■ What the task asks ■
Give again, word for word, every line in the entries below from the line with "self.port = other.port;" up to and including the line with "by plugin name.", and no other line.

- - - - -

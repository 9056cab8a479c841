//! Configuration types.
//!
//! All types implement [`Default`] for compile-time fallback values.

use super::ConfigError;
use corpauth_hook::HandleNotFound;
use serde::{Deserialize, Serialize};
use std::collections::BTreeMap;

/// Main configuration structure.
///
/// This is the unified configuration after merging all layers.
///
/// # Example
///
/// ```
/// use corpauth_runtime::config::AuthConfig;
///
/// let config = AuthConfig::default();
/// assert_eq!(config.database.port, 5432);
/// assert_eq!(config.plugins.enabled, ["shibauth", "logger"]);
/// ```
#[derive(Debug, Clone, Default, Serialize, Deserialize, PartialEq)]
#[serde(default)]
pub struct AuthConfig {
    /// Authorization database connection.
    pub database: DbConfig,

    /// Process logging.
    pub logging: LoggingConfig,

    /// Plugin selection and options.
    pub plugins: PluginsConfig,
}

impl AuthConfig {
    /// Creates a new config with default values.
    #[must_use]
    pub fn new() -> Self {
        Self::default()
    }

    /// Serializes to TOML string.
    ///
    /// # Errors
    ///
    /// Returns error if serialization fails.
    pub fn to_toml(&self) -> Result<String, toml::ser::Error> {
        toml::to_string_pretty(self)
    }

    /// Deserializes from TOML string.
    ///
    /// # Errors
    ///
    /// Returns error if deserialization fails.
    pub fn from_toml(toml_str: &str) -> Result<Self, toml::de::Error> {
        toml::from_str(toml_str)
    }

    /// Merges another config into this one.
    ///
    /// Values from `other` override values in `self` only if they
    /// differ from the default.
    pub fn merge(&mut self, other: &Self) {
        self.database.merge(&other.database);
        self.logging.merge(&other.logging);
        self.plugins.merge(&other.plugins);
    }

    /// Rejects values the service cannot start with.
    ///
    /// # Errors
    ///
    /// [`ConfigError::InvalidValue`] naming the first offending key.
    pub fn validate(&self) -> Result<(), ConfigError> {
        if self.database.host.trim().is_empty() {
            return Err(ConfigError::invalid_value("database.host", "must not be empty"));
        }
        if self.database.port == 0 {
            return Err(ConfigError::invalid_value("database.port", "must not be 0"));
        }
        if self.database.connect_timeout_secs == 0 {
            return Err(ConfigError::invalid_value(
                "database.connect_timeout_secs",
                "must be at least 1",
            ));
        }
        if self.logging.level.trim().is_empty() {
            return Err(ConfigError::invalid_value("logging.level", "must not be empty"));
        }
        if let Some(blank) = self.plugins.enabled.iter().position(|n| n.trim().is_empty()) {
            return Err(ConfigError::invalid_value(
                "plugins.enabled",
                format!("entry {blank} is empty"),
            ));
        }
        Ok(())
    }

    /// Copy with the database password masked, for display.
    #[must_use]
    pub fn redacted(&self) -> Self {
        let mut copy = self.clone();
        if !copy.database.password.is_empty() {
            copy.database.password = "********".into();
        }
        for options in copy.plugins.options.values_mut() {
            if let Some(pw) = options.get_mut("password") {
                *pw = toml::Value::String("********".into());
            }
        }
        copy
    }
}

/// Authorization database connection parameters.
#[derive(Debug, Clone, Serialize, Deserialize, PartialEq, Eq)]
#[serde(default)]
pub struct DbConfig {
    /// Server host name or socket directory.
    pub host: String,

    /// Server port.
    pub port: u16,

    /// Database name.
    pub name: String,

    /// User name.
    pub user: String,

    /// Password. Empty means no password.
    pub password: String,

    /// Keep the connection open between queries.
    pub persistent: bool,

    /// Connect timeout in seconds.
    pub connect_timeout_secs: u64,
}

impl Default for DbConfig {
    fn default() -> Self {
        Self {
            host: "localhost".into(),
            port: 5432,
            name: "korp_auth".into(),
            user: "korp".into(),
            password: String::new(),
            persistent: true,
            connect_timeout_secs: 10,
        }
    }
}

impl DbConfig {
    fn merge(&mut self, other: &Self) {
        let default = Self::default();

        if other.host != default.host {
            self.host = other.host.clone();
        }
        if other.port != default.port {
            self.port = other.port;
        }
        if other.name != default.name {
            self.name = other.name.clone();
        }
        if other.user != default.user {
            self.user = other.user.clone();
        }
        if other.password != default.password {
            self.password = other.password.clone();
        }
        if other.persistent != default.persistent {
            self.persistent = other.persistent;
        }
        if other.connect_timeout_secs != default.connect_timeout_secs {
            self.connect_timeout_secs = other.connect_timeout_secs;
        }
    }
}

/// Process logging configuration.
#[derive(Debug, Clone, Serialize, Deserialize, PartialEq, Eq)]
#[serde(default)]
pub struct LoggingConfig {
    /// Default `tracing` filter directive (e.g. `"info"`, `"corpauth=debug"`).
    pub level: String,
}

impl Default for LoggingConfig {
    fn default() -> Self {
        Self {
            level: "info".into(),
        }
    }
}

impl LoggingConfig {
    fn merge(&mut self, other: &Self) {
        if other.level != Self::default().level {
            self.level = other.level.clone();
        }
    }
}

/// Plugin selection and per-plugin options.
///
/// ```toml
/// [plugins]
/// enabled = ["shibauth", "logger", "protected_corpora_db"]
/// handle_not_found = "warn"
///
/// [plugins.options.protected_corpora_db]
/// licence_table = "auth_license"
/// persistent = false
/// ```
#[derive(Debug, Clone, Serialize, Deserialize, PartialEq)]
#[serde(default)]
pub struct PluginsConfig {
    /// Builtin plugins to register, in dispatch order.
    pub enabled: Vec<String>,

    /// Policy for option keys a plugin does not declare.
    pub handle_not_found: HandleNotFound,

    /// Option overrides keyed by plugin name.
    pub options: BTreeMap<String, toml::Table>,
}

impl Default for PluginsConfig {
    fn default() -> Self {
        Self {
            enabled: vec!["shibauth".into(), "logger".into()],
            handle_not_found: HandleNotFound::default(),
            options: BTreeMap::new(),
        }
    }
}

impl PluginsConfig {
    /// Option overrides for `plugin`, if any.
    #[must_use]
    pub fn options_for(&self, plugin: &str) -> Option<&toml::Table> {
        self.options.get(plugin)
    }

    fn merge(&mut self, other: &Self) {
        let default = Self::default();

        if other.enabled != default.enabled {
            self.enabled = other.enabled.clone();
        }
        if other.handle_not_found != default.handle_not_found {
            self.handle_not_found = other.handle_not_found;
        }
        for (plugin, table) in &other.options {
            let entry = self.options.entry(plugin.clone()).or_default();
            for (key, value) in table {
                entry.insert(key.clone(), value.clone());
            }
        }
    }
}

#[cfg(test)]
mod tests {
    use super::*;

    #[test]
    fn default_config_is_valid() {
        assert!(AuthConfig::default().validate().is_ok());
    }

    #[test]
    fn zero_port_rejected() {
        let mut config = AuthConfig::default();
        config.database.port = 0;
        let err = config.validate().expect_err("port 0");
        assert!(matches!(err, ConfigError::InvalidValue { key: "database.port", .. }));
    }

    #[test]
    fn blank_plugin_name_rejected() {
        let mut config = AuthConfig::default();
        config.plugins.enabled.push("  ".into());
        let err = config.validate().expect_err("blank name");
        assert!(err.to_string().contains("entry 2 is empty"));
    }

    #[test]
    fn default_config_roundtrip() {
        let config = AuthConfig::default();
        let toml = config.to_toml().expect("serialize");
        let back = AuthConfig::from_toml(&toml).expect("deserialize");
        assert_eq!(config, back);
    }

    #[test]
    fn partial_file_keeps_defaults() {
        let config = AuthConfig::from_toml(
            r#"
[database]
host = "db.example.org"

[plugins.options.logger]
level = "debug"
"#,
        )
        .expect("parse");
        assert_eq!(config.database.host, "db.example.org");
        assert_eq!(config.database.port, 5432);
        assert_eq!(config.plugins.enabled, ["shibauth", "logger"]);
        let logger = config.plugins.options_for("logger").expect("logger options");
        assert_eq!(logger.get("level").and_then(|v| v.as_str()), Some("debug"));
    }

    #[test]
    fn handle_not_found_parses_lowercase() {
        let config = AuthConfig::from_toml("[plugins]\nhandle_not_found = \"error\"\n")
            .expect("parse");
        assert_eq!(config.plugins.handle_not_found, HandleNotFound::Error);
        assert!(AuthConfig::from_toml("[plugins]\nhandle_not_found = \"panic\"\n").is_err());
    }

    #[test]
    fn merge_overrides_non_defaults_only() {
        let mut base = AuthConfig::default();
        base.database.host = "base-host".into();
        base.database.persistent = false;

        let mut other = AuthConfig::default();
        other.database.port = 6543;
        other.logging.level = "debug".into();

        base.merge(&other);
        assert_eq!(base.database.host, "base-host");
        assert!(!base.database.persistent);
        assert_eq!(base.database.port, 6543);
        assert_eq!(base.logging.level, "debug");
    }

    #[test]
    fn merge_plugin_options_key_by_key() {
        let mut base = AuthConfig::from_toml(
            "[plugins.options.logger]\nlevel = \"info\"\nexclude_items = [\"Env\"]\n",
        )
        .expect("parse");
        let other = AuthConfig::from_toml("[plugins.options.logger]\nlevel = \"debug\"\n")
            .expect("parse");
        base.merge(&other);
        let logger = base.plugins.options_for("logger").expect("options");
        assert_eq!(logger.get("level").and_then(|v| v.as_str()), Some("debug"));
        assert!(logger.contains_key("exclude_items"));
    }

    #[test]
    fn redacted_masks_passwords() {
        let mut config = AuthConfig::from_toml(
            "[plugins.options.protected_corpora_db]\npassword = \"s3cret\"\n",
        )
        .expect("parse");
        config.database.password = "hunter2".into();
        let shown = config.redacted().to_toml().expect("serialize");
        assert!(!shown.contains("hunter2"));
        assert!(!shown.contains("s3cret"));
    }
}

- - - - -

■ Solved problem ■
            self.port = other.port;
        }
        if other.name != default.name {
            self.name = other.name.clone();
        }
        if other.user != default.user {
            self.user = other.user.clone();
        }
        if other.password != default.password {
            self.password = other.password.clone();
        }
        if other.persistent != default.persistent {
            self.persistent = other.persistent;
        }
        if other.connect_timeout_secs != default.connect_timeout_secs {
            self.connect_timeout_secs = other.connect_timeout_secs;
        }
    }
}

/// Process logging configuration.
#[derive(Debug, Clone, Serialize, Deserialize, PartialEq, Eq)]
#[serde(default)]
pub struct LoggingConfig {
    /// Default `tracing` filter directive (e.g. `"info"`, `"corpauth=debug"`).
    pub level: String,
}

impl Default for LoggingConfig {
    fn default() -> Self {
        Self {
            level: "info".into(),
        }
    }
}

impl LoggingConfig {
    fn merge(&mut self, other: &Self) {
        if other.level != Self::default().level {
            self.level = other.level.clone();
        }
    }
}

/// Plugin selection and per-plugin options.
///
/// ```toml
/// [plugins]
/// enabled = ["shibauth", "logger", "protected_corpora_db"]
/// handle_not_found = "warn"
///
/// [plugins.options.protected_corpora_db]
/// licence_table = "auth_license"
/// persistent = false
/// ```
#[derive(Debug, Clone, Serialize, Deserialize, PartialEq)]
#[serde(default)]
pub struct PluginsConfig {
    /// Builtin plugins to register, in dispatch order.
    pub enabled: Vec<String>,

    /// Policy for option keys a plugin does not declare.
    pub handle_not_found: HandleNotFound,

    /// Option overrides keyed by plugin name.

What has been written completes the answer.